====== PROVIDED ENTRIES

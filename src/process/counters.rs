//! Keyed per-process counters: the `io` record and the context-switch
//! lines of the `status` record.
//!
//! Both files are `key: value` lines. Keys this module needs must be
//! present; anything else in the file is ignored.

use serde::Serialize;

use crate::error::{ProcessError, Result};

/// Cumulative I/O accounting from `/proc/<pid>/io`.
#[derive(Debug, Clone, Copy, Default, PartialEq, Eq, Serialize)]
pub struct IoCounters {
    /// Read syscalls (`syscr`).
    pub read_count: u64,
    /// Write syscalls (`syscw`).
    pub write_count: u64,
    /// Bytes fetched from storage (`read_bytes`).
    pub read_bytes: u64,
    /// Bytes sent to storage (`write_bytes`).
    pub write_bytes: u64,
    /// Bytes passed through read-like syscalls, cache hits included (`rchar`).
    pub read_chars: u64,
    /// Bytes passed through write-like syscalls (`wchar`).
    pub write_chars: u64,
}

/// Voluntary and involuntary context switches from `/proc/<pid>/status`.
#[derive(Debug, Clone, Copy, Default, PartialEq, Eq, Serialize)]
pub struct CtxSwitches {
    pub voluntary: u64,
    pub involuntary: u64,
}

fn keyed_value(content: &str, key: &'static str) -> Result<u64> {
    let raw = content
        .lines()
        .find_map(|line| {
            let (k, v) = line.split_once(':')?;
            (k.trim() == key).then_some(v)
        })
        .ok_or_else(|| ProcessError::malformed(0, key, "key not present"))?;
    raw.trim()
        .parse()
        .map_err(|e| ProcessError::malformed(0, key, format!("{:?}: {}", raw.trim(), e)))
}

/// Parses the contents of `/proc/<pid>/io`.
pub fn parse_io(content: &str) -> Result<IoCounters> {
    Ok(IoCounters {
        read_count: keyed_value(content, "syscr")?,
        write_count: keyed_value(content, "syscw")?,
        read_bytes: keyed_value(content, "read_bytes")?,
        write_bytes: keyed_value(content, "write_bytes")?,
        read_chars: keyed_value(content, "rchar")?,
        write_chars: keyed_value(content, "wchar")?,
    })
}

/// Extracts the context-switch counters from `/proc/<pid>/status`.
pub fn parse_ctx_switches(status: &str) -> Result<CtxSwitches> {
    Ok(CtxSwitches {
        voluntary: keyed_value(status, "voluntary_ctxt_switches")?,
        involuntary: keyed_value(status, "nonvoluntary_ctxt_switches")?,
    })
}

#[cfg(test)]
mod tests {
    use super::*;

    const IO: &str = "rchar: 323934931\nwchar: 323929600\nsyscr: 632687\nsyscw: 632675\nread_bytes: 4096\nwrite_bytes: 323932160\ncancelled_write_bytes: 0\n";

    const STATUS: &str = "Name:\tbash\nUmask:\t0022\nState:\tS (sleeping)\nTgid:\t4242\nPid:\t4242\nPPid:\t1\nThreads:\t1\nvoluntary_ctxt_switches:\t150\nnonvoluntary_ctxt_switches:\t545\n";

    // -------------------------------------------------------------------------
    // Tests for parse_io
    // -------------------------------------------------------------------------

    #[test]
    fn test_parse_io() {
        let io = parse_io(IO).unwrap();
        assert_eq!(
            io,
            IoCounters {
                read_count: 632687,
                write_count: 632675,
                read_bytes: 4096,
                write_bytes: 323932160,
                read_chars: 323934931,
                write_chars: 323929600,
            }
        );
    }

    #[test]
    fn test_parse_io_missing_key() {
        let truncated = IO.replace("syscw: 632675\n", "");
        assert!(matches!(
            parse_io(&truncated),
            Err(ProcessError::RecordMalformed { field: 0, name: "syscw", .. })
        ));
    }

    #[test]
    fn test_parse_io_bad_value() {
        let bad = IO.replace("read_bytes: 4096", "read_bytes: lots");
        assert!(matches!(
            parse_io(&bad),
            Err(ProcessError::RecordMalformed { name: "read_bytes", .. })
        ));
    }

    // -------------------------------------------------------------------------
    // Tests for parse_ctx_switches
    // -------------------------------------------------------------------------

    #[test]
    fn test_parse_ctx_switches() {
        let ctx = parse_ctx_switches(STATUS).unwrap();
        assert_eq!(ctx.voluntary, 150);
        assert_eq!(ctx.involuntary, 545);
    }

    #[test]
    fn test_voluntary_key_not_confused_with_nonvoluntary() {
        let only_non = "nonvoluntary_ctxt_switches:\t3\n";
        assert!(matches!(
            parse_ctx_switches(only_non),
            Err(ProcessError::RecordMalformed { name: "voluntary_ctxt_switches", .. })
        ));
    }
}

============
====== PROVIDED ENTRIES

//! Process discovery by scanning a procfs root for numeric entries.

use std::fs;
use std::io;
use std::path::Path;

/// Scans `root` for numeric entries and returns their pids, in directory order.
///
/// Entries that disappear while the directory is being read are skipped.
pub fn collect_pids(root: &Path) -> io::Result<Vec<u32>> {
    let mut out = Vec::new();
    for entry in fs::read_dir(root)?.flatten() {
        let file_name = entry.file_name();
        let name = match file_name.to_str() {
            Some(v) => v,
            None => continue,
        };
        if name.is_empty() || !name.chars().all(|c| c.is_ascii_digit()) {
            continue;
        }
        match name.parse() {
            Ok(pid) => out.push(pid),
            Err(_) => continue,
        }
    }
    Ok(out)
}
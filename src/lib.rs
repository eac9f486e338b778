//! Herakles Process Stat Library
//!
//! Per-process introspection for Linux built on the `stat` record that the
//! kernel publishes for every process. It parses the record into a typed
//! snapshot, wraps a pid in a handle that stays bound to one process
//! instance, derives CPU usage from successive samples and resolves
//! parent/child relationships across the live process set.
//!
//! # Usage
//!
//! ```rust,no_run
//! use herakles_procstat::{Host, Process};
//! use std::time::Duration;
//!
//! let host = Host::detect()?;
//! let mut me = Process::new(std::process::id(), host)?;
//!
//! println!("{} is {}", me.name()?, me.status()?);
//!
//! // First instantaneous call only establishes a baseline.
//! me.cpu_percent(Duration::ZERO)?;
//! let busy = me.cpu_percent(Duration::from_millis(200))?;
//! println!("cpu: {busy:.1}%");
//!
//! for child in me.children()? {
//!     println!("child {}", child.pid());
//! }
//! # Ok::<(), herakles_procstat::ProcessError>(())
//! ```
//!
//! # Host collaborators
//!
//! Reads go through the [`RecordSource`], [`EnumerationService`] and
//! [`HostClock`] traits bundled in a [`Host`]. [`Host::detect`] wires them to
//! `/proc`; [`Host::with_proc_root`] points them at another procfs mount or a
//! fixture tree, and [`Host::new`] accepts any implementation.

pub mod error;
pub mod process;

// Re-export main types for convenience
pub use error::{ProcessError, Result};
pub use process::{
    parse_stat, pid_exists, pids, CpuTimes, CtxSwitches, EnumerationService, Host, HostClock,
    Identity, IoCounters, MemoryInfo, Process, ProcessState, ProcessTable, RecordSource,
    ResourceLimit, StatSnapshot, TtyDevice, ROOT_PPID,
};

============

§ **WORK REQUIRED**
Only one number is wanted: how many lines of the data above include the word "context".

§ **PROBLEM SOLUTION**
3